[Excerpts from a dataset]

○ ○ ○

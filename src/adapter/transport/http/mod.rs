//! HTTP transport adapter

#[cfg(feature = "http-client")]
mod client;

#[cfg(feature = "http-client")]
pub use client::A2uiHttpClient;
//! Domain models for the A2UI client core

pub mod core;
pub mod error;
pub mod protocols;

// Re-export key types for convenience
pub use core::{
    binding_path, is_binding, is_directive_value, is_valid_component_entry, pack, unpack,
    A2uiMessage, AgentCapabilities, AgentCard, AgentProvider, AgentSkill, BeginRendering,
    ComponentEntry, ComponentNode, DataModelUpdate, DataValue, DeleteSurface, FileContent,
    Message, Part, Role, SemanticEvent, SemanticEventName, Surface, SurfaceUpdate,
    A2UI_MIME_TYPE, INBOUND_DIRECTIVE_KEYS,
};
pub use error::A2uiError;
pub use protocols::{JsonRpcError, JsonRpcRequest, JsonRpcResponse};
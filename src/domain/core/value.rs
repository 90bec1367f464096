use indexmap::IndexMap;
use serde::de::Error as DeError;
use serde::ser::SerializeMap;
use serde::{Deserialize, Deserializer, Serialize, Serializer};
use serde_json::{Map, Value};

/// Wire tags of the A2UI value encoding, in resolution priority order.
const VALUE_TAGS: [&str; 5] = [
    "valueString",
    "valueNumber",
    "valueBoolean",
    "valueArray",
    "valueMap",
];

/// A dynamic value in the A2UI data model.
///
/// On the wire a value is an object populating exactly one of
/// `valueString | valueNumber | valueBoolean | valueArray | valueMap`.
/// Maps appear in two encodings: a plain JSON object, or a list of
/// `{key, <tag>}` entries; both deserialize into [`DataValue::Map`].
///
/// # Example
/// ```rust
/// use a2ui_client::DataValue;
///
/// let value: DataValue = serde_json::from_str(r#"{"valueNumber": 42.0}"#).unwrap();
/// assert_eq!(value, DataValue::Number(42.0));
/// ```
#[derive(Debug, Clone, PartialEq)]
pub enum DataValue {
    Text(String),
    Number(f64),
    Bool(bool),
    Array(Vec<DataValue>),
    Map(IndexMap<String, DataValue>),
}

impl DataValue {
    /// Convert to a plain (untagged) JSON value, recursively.
    pub fn into_plain(self) -> Value {
        match self {
            DataValue::Text(s) => Value::String(s),
            DataValue::Number(n) => serde_json::Number::from_f64(n)
                .map(Value::Number)
                .unwrap_or(Value::Null),
            DataValue::Bool(b) => Value::Bool(b),
            DataValue::Array(items) => {
                Value::Array(items.into_iter().map(DataValue::into_plain).collect())
            }
            DataValue::Map(entries) => Value::Object(
                entries
                    .into_iter()
                    .map(|(k, v)| (k, v.into_plain()))
                    .collect(),
            ),
        }
    }

    /// Build a tagged value from a plain JSON value.
    ///
    /// Returns `None` for `null` (the encoding has no null variant) and for
    /// numbers outside the f64 range.
    pub fn from_plain(value: &Value) -> Option<Self> {
        match value {
            Value::String(s) => Some(DataValue::Text(s.clone())),
            Value::Number(n) => n.as_f64().map(DataValue::Number),
            Value::Bool(b) => Some(DataValue::Bool(*b)),
            Value::Array(items) => Some(DataValue::Array(
                items.iter().filter_map(DataValue::from_plain).collect(),
            )),
            Value::Object(map) => Some(DataValue::Map(
                map.iter()
                    .filter_map(|(k, v)| DataValue::from_plain(v).map(|dv| (k.clone(), dv)))
                    .collect(),
            )),
            Value::Null => None,
        }
    }
}

impl Serialize for DataValue {
    fn serialize<S>(&self, serializer: S) -> Result<S::Ok, S::Error>
    where
        S: Serializer,
    {
        let mut map = serializer.serialize_map(Some(1))?;
        match self {
            DataValue::Text(s) => map.serialize_entry("valueString", s)?,
            DataValue::Number(n) => map.serialize_entry("valueNumber", n)?,
            DataValue::Bool(b) => map.serialize_entry("valueBoolean", b)?,
            DataValue::Array(items) => map.serialize_entry("valueArray", items)?,
            DataValue::Map(entries) => {
                // Maps serialize in the keyed-entry list form the protocol
                // uses for data model payloads.
                let entries: Vec<Value> = entries
                    .iter()
                    .map(|(k, v)| {
                        let mut entry = match serde_json::to_value(v) {
                            Ok(Value::Object(obj)) => obj,
                            _ => Map::new(),
                        };
                        entry.insert("key".to_string(), Value::String(k.clone()));
                        Value::Object(entry)
                    })
                    .collect();
                map.serialize_entry("valueMap", &entries)?;
            }
        }
        map.end()
    }
}

impl<'de> Deserialize<'de> for DataValue {
    fn deserialize<D>(deserializer: D) -> Result<Self, D::Error>
    where
        D: Deserializer<'de>,
    {
        let raw = Value::deserialize(deserializer)?;
        let obj = raw
            .as_object()
            .ok_or_else(|| D::Error::custom("tagged value must be an object"))?;

        let tags: Vec<&str> = VALUE_TAGS
            .iter()
            .copied()
            .filter(|tag| obj.contains_key(*tag))
            .collect();
        if tags.len() != 1 {
            return Err(D::Error::custom(format!(
                "tagged value must populate exactly one variant, found {}",
                tags.len()
            )));
        }

        let tag = tags[0];
        let payload = &obj[tag];
        match tag {
            "valueString" => payload
                .as_str()
                .map(|s| DataValue::Text(s.to_string()))
                .ok_or_else(|| D::Error::custom("valueString must be a string")),
            "valueNumber" => payload
                .as_f64()
                .map(DataValue::Number)
                .ok_or_else(|| D::Error::custom("valueNumber must be a number")),
            "valueBoolean" => payload
                .as_bool()
                .map(DataValue::Bool)
                .ok_or_else(|| D::Error::custom("valueBoolean must be a boolean")),
            "valueArray" => {
                let items = payload
                    .as_array()
                    .ok_or_else(|| D::Error::custom("valueArray must be an array"))?;
                items
                    .iter()
                    .map(|item| DataValue::deserialize(item.clone()).map_err(D::Error::custom))
                    .collect::<Result<Vec<_>, _>>()
                    .map(DataValue::Array)
            }
            "valueMap" => match payload {
                // Entry-list form: [{key, <tag>}, ...]
                Value::Array(entries) => {
                    let mut map = IndexMap::new();
                    for entry in entries {
                        let entry_obj = entry
                            .as_object()
                            .ok_or_else(|| D::Error::custom("valueMap entry must be an object"))?;
                        let key = entry_obj
                            .get("key")
                            .and_then(Value::as_str)
                            .ok_or_else(|| D::Error::custom("valueMap entry missing key"))?;
                        let mut tagged = entry_obj.clone();
                        tagged.remove("key");
                        let value = DataValue::deserialize(Value::Object(tagged))
                            .map_err(D::Error::custom)?;
                        map.insert(key.to_string(), value);
                    }
                    Ok(DataValue::Map(map))
                }
                // Plain-object form: {k: <tagged>}
                Value::Object(fields) => {
                    let mut map = IndexMap::new();
                    for (k, v) in fields {
                        let value =
                            DataValue::deserialize(v.clone()).map_err(D::Error::custom)?;
                        map.insert(k.clone(), value);
                    }
                    Ok(DataValue::Map(map))
                }
                _ => Err(D::Error::custom("valueMap must be an array or object")),
            },
            _ => unreachable!("tag filtered from VALUE_TAGS"),
        }
    }
}

/// Pack a plain JSON value into the tagged wire encoding.
///
/// Strings, numbers and booleans become single-tag objects; arrays pack
/// element-wise under `valueArray`; objects become `valueMap` entry lists.
/// `null` passes through unchanged. Numbers are preserved exactly, so
/// [`unpack`]`(pack(v)) == v` for any plain value.
pub fn pack(value: &Value) -> Value {
    match value {
        Value::String(s) => serde_json::json!({ "valueString": s }),
        Value::Number(n) => serde_json::json!({ "valueNumber": n }),
        Value::Bool(b) => serde_json::json!({ "valueBoolean": b }),
        Value::Array(items) => {
            serde_json::json!({ "valueArray": items.iter().map(pack).collect::<Vec<_>>() })
        }
        Value::Object(map) => {
            let entries: Vec<Value> = map
                .iter()
                .map(|(k, v)| {
                    let mut entry = match pack(v) {
                        Value::Object(obj) => obj,
                        other => {
                            // null payloads have no tag; keep them addressable
                            let mut obj = Map::new();
                            obj.insert("valueString".to_string(), other);
                            obj
                        }
                    };
                    entry.insert("key".to_string(), Value::String(k.clone()));
                    Value::Object(entry)
                })
                .collect();
            serde_json::json!({ "valueMap": entries })
        }
        Value::Null => Value::Null,
    }
}

/// Recursively unpack a dynamic value into plain host collections.
///
/// The single visitor of the resolver contract: maps unpack value-wise,
/// sequences unpack element-wise, objects carrying one of the wire tags
/// unwrap to their payload (collections recursively), and anything else
/// passes through unchanged.
pub fn unpack(value: &Value) -> Value {
    match value {
        Value::Array(items) => Value::Array(items.iter().map(unpack).collect()),
        Value::Object(map) => {
            for tag in VALUE_TAGS {
                if let Some(payload) = map.get(tag) {
                    return match tag {
                        "valueArray" => unpack(payload),
                        "valueMap" => unpack_map_payload(payload),
                        _ => payload.clone(),
                    };
                }
            }
            Value::Object(
                map.iter()
                    .map(|(k, v)| (k.clone(), unpack(v)))
                    .collect(),
            )
        }
        other => other.clone(),
    }
}

/// Unpack the payload of a `valueMap` tag, accepting both wire forms.
fn unpack_map_payload(payload: &Value) -> Value {
    match payload {
        Value::Array(entries) => keyed_entries(entries)
            .map(Value::Object)
            .unwrap_or_else(|| unpack(payload)),
        other => unpack(other),
    }
}

/// Fold `[{key, <tag>}, ...]` entries into a plain map; `None` when any
/// entry lacks a string key.
fn keyed_entries(entries: &[Value]) -> Option<Map<String, Value>> {
    let mut map = Map::new();
    for entry in entries {
        let obj = entry.as_object()?;
        let key = obj.get("key")?.as_str()?;
        let mut rest = obj.clone();
        rest.remove("key");
        map.insert(key.to_string(), unpack(&Value::Object(rest)));
    }
    Some(map)
}

#[cfg(test)]
mod tests {
    use super::*;
    use serde_json::json;

    #[test]
    fn test_scalar_wire_shapes() {
        let value = DataValue::Text("hello".to_string());
        assert_eq!(
            serde_json::to_value(&value).unwrap(),
            json!({"valueString": "hello"})
        );

        let value = DataValue::Bool(true);
        assert_eq!(
            serde_json::to_value(&value).unwrap(),
            json!({"valueBoolean": true})
        );
    }

    #[test]
    fn test_rejects_multi_tag_objects() {
        let raw = json!({"valueString": "a", "valueNumber": 1});
        assert!(serde_json::from_value::<DataValue>(raw).is_err());
    }

    #[test]
    fn test_map_entry_list_roundtrip() {
        let raw = json!({"valueMap": [
            {"key": "x", "valueNumber": 1.0},
            {"key": "label", "valueString": "Jan"}
        ]});
        let value: DataValue = serde_json::from_value(raw).unwrap();
        assert_eq!(
            value.into_plain(),
            json!({"x": 1.0, "label": "Jan"})
        );
    }

    #[test]
    fn test_unpack_passes_untagged_through() {
        let raw = json!({"plain": [1, 2, 3]});
        assert_eq!(unpack(&raw), raw);
    }
}
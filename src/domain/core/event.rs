use chrono::{DateTime, Utc};
use serde::{Deserialize, Serialize};
use serde_json::{Map, Value};

use crate::domain::core::message::Part;

/// Semantic interaction names a graph component may declare in its
/// `emits` set. Events outside a component's declared set are never
/// dispatched.
#[derive(Debug, Clone, Copy, Serialize, Deserialize, PartialEq, Eq)]
pub enum SemanticEventName {
    #[serde(rename = "graph.point.selected")]
    GraphPointSelected,
    #[serde(rename = "graph.range.selected")]
    GraphRangeSelected,
    #[serde(rename = "graph.dataset.filtered")]
    GraphDatasetFiltered,
}

/// A structured user-interaction notification sent back to the server,
/// distinct from raw input events. Constructed locally, never received
/// from the server unmodified.
#[derive(Debug, Clone, Serialize, Deserialize)]
pub struct SemanticEvent {
    pub name: SemanticEventName,
    #[serde(rename = "sourceComponentId")]
    pub source_component_id: String,
    #[serde(rename = "surfaceId")]
    pub surface_id: String,
    pub timestamp: DateTime<Utc>,
    pub context: Value,
}

impl SemanticEvent {
    pub fn new(
        name: SemanticEventName,
        source_component_id: impl Into<String>,
        surface_id: impl Into<String>,
        context: Value,
    ) -> Self {
        Self {
            name,
            source_component_id: source_component_id.into(),
            surface_id: surface_id.into(),
            timestamp: Utc::now(),
            context,
        }
    }

    /// Wrap the event as the outbound part envelope: a data part whose
    /// metadata carries the A2UI mime type.
    pub fn into_part(self) -> Part {
        let data = match serde_json::to_value(&self) {
            Ok(Value::Object(map)) => map,
            _ => Map::new(),
        };
        Part::a2ui_data(data)
    }
}
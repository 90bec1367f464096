use std::collections::HashMap;

use serde_json::{Map, Value};

use crate::domain::core::directive::DataModelUpdate;
use crate::domain::core::surface::binding_path;
use crate::domain::core::value::unpack;

/// Path-addressed storage behind component bindings.
///
/// Updates naming a surface write into that surface's model; unnamed
/// updates write into a process-wide model that resolution falls back to.
/// Values are stored as received (tagged or plain) and unpacked on
/// resolution.
#[derive(Debug, Default)]
pub struct DataModelStore {
    surfaces: HashMap<String, Value>,
    shared: Value,
}

impl DataModelStore {
    pub fn new() -> Self {
        Self {
            surfaces: HashMap::new(),
            shared: Value::Object(Map::new()),
        }
    }

    /// Apply a data model update directive
    pub fn apply_update(&mut self, update: &DataModelUpdate) {
        let Some(contents) = update.contents.as_ref() else {
            return;
        };
        let root = match update.surface_id.as_deref() {
            Some(surface_id) => self
                .surfaces
                .entry(surface_id.to_string())
                .or_insert_with(|| Value::Object(Map::new())),
            None => &mut self.shared,
        };
        write_at_path(root, update.path.as_deref().unwrap_or(""), contents);
    }

    /// Drop a surface's model
    pub fn delete_surface(&mut self, surface_id: &str) {
        self.surfaces.remove(surface_id);
    }

    /// Look up the raw (still tagged) value at `path`, checking the
    /// surface's model first and the shared model second.
    pub fn lookup(&self, surface_id: &str, path: &str) -> Option<&Value> {
        self.surfaces
            .get(surface_id)
            .and_then(|root| value_at_path(root, path))
            .or_else(|| value_at_path(&self.shared, path))
    }

    /// Resolve a component property value into plain renderable data.
    ///
    /// Bindings look up their path and unpack; literals unpack in place.
    /// Missing paths, resolution failures and nulls all collapse to `None`
    /// so callers degrade to "no data" instead of failing the render.
    pub fn resolve_property(&self, surface_id: &str, value: &Value) -> Option<Value> {
        let raw = match binding_path(value) {
            Some(path) => self.lookup(surface_id, path)?.clone(),
            None => value.clone(),
        };
        match unpack(&raw) {
            Value::Null => None,
            plain => Some(plain),
        }
    }
}

fn segments(path: &str) -> impl Iterator<Item = &str> {
    path.split(['/', '.']).filter(|s| !s.is_empty())
}

fn value_at_path<'a>(root: &'a Value, path: &str) -> Option<&'a Value> {
    let mut current = root;
    for segment in segments(path) {
        current = match current {
            Value::Object(map) => map.get(segment)?,
            Value::Array(items) => items.get(segment.parse::<usize>().ok()?)?,
            _ => return None,
        };
    }
    Some(current)
}

/// Write `contents` at `path`, creating intermediate objects as needed.
/// An empty path replaces the root; keyed-entry lists merge entry-wise so
/// later updates can extend the model instead of clobbering it.
fn write_at_path(root: &mut Value, path: &str, contents: &Value) {
    let target = ensure_path(root, path);

    if let Value::Array(entries) = contents {
        let keyed: Vec<(&str, &Map<String, Value>)> = entries
            .iter()
            .filter_map(|entry| {
                let obj = entry.as_object()?;
                obj.get("key").and_then(Value::as_str).map(|k| (k, obj))
            })
            .collect();
        if keyed.len() == entries.len() && !entries.is_empty() {
            if !target.is_object() {
                *target = Value::Object(Map::new());
            }
            let map = target.as_object_mut().expect("object ensured above");
            for (key, obj) in keyed {
                let mut tagged = obj.clone();
                tagged.remove("key");
                map.insert(key.to_string(), Value::Object(tagged));
            }
            return;
        }
    }

    *target = contents.clone();
}

fn ensure_path<'a>(root: &'a mut Value, path: &str) -> &'a mut Value {
    let mut current = root;
    for segment in segments(path) {
        if !current.is_object() {
            *current = Value::Object(Map::new());
        }
        current = current
            .as_object_mut()
            .expect("object ensured above")
            .entry(segment.to_string())
            .or_insert(Value::Null);
    }
    current
}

○ ○ ○

__TASK ITEM__:
Out of the data above, transcribe exactly and only the lines starting with the line that has "return match tag" and going on through the line that has "Value::Array(entries) => keyed_entries(entries)", both included.

__SOLUTION TO THIS PROBLEM__:
                    return match tag {
                        "valueArray" => unpack(payload),
                        "valueMap" => unpack_map_payload(payload),
                        _ => payload.clone(),
                    };
                }
            }
            Value::Object(
                map.iter()
                    .map(|(k, v)| (k.clone(), unpack(v)))
                    .collect(),
            )
        }
        other => other.clone(),
    }
}

/// Unpack the payload of a `valueMap` tag, accepting both wire forms.
fn unpack_map_payload(payload: &Value) -> Value {
    match payload {
        Value::Array(entries) => keyed_entries(entries)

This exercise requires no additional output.